*** Begin section ***

//! Entry points used by the HTTP server and CLI.

use std::collections::BTreeMap;

use serde::{Deserialize, Serialize};
use uuid::Uuid;

use crate::admission::{
    AdmissionController, ENDPOINT_BATCH, ENDPOINT_SCRAPE, QuotaLedger, Tier, Unmetered,
};
use crate::broker::MessageBroker;
use crate::cache::{CacheStore, ScreenshotCache};
use crate::error::AppError;
use crate::job::{Job, JobStatus, JobStatusReport, Priority, Store};
use crate::job_store::JobStore;
use crate::router::{JobRouter, queue_for};
use crate::warming::{WarmReport, WarmTarget};

/// Largest accepted batch.
pub const MAX_BATCH_SIZE: usize = 50;

#[derive(Debug, Clone, Deserialize)]
pub struct SubmitRequest {
    pub app_id: String,
    pub store: String,
    pub client_id: String,
    pub tier: Option<String>,
    #[serde(default)]
    pub force_refresh: bool,
}

#[derive(Debug, Clone, Serialize, PartialEq)]
pub struct SubmitResponse {
    pub job_id: Uuid,
    pub status: JobStatus,
    pub from_cache: bool,
}

impl From<&Job> for SubmitResponse {
    fn from(job: &Job) -> Self {
        Self {
            job_id: job.id,
            status: job.status,
            from_cache: job.from_cache,
        }
    }
}

#[derive(Debug, Clone, Deserialize)]
pub struct BatchItem {
    pub app_id: String,
    pub store: String,
}

/// Queue depth per store and job counts per status.
#[derive(Debug, Clone, Serialize)]
pub struct QueueStats {
    pub queue_depth: BTreeMap<String, u64>,
    pub jobs: BTreeMap<String, u64>,
}

/// Facade over admission, routing and the job store.
#[derive(Clone)]
pub struct ScreenshotService<C, J, B, L = Unmetered>
where
    C: CacheStore,
    J: JobStore,
    B: MessageBroker,
    L: QuotaLedger,
{
    admission: AdmissionController<C>,
    cache: ScreenshotCache<C>,
    router: JobRouter<C, J, B>,
    jobs: J,
    broker: B,
    ledger: L,
}

impl<C, J, B> ScreenshotService<C, J, B, Unmetered>
where
    C: CacheStore,
    J: JobStore,
    B: MessageBroker,
{
    pub fn new(
        admission: AdmissionController<C>,
        cache: ScreenshotCache<C>,
        router: JobRouter<C, J, B>,
        jobs: J,
        broker: B,
    ) -> Self {
        Self {
            admission,
            cache,
            router,
            jobs,
            broker,
            ledger: Unmetered,
        }
    }
}

impl<C, J, B, L> ScreenshotService<C, J, B, L>
where
    C: CacheStore,
    J: JobStore,
    B: MessageBroker,
    L: QuotaLedger,
{
    /// Swap in an account-balance ledger checked after rate limiting.
    pub fn with_ledger<L2: QuotaLedger>(self, ledger: L2) -> ScreenshotService<C, J, B, L2> {
        ScreenshotService {
            admission: self.admission,
            cache: self.cache,
            router: self.router,
            jobs: self.jobs,
            broker: self.broker,
            ledger,
        }
    }

    pub fn admission(&self) -> &AdmissionController<C> {
        &self.admission
    }

    /// Validate, admit and route a single submission.
    pub async fn submit_job(&self, request: SubmitRequest) -> Result<SubmitResponse, AppError> {
        let store = parse_and_validate(&request.store, &request.app_id)?;
        let tier = Tier::resolve(request.tier.as_deref());

        self.admission
            .check_and_admit(&request.client_id, ENDPOINT_SCRAPE, tier)
            .await
            .into_result()?;
        self.charge(&request.client_id, 1).await?;

        let submitted = self
            .router
            .submit(
                &request.app_id,
                store,
                &request.client_id,
                request.force_refresh,
                Priority::Interactive,
            )
            .await;
        match submitted {
            Ok(job) => Ok(SubmitResponse::from(&job)),
            Err(e) => {
                self.refund(&request.client_id, 1).await;
                Err(e)
            }
        }
    }

    /// Status of a job. With `client_id`, jobs owned by someone else are
    /// reported as not found.
    pub async fn get_job_status(
        &self,
        job_id: Uuid,
        client_id: Option<&str>,
    ) -> Result<JobStatusReport, AppError> {
        let job = self
            .jobs
            .get(job_id)
            .await?
            .filter(|job| client_id.is_none_or(|c| job.client_id == c))
            .ok_or(AppError::NotFound(job_id))?;
        Ok(JobStatusReport::from(job))
    }

    /// Submit up to [`MAX_BATCH_SIZE`] apps at batch priority.
    ///
    /// Every item is validated before anything is charged or enqueued.
    pub async fn batch_submit(
        &self,
        items: Vec<BatchItem>,
        client_id: &str,
        tier: Option<&str>,
        force_refresh: bool,
    ) -> Result<Vec<SubmitResponse>, AppError> {
        let tier = Tier::resolve(tier);
        if !tier.allows_batch() {
            return Err(AppError::TierForbidden {
                tier: tier.to_string(),
                operation: "batch submission".to_string(),
            });
        }
        if items.is_empty() {
            return Err(AppError::ValidationError("Batch is empty".to_string()));
        }
        if items.len() > MAX_BATCH_SIZE {
            return Err(AppError::ValidationError(format!(
                "Batch of {} exceeds the limit of {MAX_BATCH_SIZE}",
                items.len()
            )));
        }

        let validated = items
            .iter()
            .map(|item| parse_and_validate(&item.store, &item.app_id).map(|s| (s, item)))
            .collect::<Result<Vec<_>, _>>()?;

        let cost = validated.len() as u64;
        self.admission
            .check_and_admit_n(client_id, ENDPOINT_BATCH, tier, cost)
            .await
            .into_result()?;
        self.charge(client_id, cost).await?;

        let mut responses = Vec::with_capacity(validated.len());
        for (store, item) in validated {
            let submitted = self
                .router
                .submit(&item.app_id, store, client_id, force_refresh, Priority::Batch)
                .await;
            match submitted {
                Ok(job) => responses.push(SubmitResponse::from(&job)),
                Err(e) => {
                    // Items already enqueued stay charged.
                    self.refund(client_id, cost - responses.len() as u64).await;
                    return Err(e);
                }
            }
        }
        tracing::info!(%client_id, count = responses.len(), "Batch submitted");
        Ok(responses)
    }

    /// Enqueue maintenance-priority scrapes for targets with nothing cached.
    ///
    /// Not admitted or charged; warming runs on the operator's behalf.
    pub async fn warm_cache(
        &self,
        targets: &[WarmTarget],
        client_id: &str,
    ) -> Result<WarmReport, AppError> {
        let mut report = WarmReport::default();
        for target in targets {
            if self
                .cache
                .get_screenshots(target.store, &target.app_id)
                .await
                .is_some()
            {
                tracing::debug!(%target, "Already cached, not warming");
                report.skipped.push(target.to_string());
                continue;
            }
            let job = self
                .router
                .submit(&target.app_id, target.store, client_id, false, Priority::Maintenance)
                .await?;
            report.queued.push(job.id);
        }
        tracing::info!(
            queued = report.queued.len(),
            skipped = report.skipped.len(),
            "Cache warming submitted"
        );
        Ok(report)
    }

    /// Drop cached results for an app so the next submission scrapes again.
    pub async fn invalidate(&self, store: &str, app_id: &str) -> Result<u32, AppError> {
        let store = parse_and_validate(store, app_id)?;
        let removed = self.cache.invalidate(store, app_id).await?;
        tracing::info!(%store, %app_id, %removed, "Cache invalidated");
        Ok(removed)
    }

    pub async fn list_jobs(
        &self,
        status: Option<JobStatus>,
        limit: usize,
    ) -> Result<Vec<Job>, AppError> {
        self.jobs.list(status, limit).await
    }

    pub async fn queue_stats(&self) -> Result<QueueStats, AppError> {
        let mut queue_depth = BTreeMap::new();
        for store in Store::ALL {
            let depth = self.broker.depth(queue_for(store)).await?;
            queue_depth.insert(store.to_string(), depth);
        }
        let mut jobs = BTreeMap::new();
        for status in JobStatus::ALL {
            jobs.insert(status.to_string(), self.jobs.count_by_status(status).await?);
        }
        Ok(QueueStats { queue_depth, jobs })
    }

    async fn charge(&self, client_id: &str, amount: u64) -> Result<(), AppError> {
        if self.ledger.try_consume(client_id, amount).await? {
            Ok(())
        } else {
            Err(AppError::QuotaExhausted(client_id.to_string()))
        }
    }

    /// Give back balance charged for work that was never enqueued.
    async fn refund(&self, client_id: &str, amount: u64) {
        if let Err(e) = self.ledger.refund(client_id, amount).await {
            tracing::error!(%client_id, %amount, error = %e, "Failed to refund quota");
        }
    }
}

fn parse_and_validate(store: &str, app_id: &str) -> Result<Store, AppError> {
    let store: Store = store.parse()?;
    store.validate_app_id(app_id)?;
    Ok(store)
}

*** End section ***

◆ **Work instructions**: Only one number is wanted: the number of lines in the listing that contain the string "bool".

◆ **Answer**: 3